§ Your assignment:
Once the line with "layout.autosize = Some(false);" is found in the data, output it and each following line exactly, up to and including the line with "fn title(self) ->", and nothing before or after.

§ Records for this task:
^^^^

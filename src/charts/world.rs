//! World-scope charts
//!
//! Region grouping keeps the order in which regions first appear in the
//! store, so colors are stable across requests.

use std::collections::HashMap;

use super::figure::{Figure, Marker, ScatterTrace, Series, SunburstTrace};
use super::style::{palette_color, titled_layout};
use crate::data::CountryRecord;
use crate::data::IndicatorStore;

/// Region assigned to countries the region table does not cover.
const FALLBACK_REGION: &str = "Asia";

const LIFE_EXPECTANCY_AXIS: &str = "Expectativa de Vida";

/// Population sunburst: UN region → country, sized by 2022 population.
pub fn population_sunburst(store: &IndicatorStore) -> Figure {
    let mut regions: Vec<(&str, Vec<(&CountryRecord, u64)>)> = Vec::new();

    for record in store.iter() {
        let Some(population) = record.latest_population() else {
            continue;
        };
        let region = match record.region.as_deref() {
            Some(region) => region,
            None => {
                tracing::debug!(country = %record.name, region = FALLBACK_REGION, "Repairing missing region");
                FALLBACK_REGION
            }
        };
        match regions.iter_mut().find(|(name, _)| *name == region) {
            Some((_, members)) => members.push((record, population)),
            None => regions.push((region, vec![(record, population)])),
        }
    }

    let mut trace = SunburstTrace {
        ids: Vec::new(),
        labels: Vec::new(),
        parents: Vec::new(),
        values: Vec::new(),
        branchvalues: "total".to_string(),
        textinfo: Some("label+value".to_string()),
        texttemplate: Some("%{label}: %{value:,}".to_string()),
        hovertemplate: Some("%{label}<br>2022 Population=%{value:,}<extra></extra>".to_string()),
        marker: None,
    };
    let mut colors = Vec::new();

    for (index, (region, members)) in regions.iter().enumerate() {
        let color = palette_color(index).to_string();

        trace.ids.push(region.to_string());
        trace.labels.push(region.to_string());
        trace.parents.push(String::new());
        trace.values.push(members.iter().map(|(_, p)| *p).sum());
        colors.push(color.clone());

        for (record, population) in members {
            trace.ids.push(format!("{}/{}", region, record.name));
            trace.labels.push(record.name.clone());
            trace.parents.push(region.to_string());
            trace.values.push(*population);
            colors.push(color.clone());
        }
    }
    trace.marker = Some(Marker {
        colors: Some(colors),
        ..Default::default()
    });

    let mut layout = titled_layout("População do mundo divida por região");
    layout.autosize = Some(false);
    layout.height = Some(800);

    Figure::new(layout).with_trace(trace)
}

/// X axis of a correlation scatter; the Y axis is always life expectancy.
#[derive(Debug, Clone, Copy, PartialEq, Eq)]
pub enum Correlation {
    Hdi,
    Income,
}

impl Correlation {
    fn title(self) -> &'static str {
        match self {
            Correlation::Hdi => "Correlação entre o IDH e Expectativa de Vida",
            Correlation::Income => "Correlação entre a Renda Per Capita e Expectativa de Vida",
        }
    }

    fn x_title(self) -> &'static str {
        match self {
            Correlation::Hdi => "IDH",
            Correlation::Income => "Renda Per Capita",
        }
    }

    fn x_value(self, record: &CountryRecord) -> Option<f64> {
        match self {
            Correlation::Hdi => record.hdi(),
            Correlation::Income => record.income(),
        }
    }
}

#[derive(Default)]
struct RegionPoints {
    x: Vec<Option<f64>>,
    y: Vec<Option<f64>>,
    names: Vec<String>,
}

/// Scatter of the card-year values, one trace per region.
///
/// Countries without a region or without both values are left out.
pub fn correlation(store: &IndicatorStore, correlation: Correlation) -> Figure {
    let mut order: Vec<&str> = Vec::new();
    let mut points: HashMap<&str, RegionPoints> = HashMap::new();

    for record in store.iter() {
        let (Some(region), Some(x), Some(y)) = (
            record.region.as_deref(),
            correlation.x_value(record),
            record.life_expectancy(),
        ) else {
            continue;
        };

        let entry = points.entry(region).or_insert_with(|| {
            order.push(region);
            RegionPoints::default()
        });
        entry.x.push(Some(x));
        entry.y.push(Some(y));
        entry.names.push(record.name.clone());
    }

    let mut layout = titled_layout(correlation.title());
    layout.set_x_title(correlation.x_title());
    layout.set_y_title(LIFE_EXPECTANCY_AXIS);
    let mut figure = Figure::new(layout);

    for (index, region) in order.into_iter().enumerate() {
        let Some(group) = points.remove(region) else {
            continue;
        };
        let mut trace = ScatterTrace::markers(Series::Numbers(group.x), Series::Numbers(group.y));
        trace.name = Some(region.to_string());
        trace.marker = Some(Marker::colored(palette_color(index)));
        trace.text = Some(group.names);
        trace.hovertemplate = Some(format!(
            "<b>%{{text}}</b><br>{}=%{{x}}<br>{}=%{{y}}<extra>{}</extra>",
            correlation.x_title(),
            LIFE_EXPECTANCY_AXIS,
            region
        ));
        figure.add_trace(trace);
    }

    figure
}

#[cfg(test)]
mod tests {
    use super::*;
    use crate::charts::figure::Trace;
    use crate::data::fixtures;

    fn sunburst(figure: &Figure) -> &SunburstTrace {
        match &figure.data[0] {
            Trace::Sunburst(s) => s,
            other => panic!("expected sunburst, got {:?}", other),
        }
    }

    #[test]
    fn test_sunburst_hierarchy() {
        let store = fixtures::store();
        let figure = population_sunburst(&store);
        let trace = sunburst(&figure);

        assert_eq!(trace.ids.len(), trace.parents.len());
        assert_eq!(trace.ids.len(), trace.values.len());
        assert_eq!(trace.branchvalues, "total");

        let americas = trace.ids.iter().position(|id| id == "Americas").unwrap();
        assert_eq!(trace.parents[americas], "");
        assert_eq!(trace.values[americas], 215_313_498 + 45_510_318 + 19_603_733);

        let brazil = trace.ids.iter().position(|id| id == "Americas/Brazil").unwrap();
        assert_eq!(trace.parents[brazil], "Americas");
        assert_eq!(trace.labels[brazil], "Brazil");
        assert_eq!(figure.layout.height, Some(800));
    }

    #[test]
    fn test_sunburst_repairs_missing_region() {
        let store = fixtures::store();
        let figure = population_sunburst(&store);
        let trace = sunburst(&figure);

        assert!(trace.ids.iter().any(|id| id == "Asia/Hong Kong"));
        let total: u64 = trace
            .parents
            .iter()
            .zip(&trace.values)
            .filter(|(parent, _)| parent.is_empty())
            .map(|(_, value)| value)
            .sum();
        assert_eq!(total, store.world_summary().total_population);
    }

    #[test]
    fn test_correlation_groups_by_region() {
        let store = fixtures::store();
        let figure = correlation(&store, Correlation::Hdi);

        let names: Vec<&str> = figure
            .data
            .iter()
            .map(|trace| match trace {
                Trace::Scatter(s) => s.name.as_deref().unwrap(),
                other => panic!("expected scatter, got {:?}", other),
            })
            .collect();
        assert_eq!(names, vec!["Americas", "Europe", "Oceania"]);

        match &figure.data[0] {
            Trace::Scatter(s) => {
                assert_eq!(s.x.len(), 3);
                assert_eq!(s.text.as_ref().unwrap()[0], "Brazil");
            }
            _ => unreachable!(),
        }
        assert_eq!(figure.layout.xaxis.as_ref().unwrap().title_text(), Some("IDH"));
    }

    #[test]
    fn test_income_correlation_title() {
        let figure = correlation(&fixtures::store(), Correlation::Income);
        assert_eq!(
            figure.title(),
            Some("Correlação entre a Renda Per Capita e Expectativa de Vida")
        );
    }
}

^^^^

§ Reply to the exercise:
    layout.autosize = Some(false);
    layout.height = Some(800);

    Figure::new(layout).with_trace(trace)
}

/// X axis of a correlation scatter; the Y axis is always life expectancy.
#[derive(Debug, Clone, Copy, PartialEq, Eq)]
pub enum Correlation {
    Hdi,
    Income,
}

impl Correlation {
    fn title(self) -> &'static str {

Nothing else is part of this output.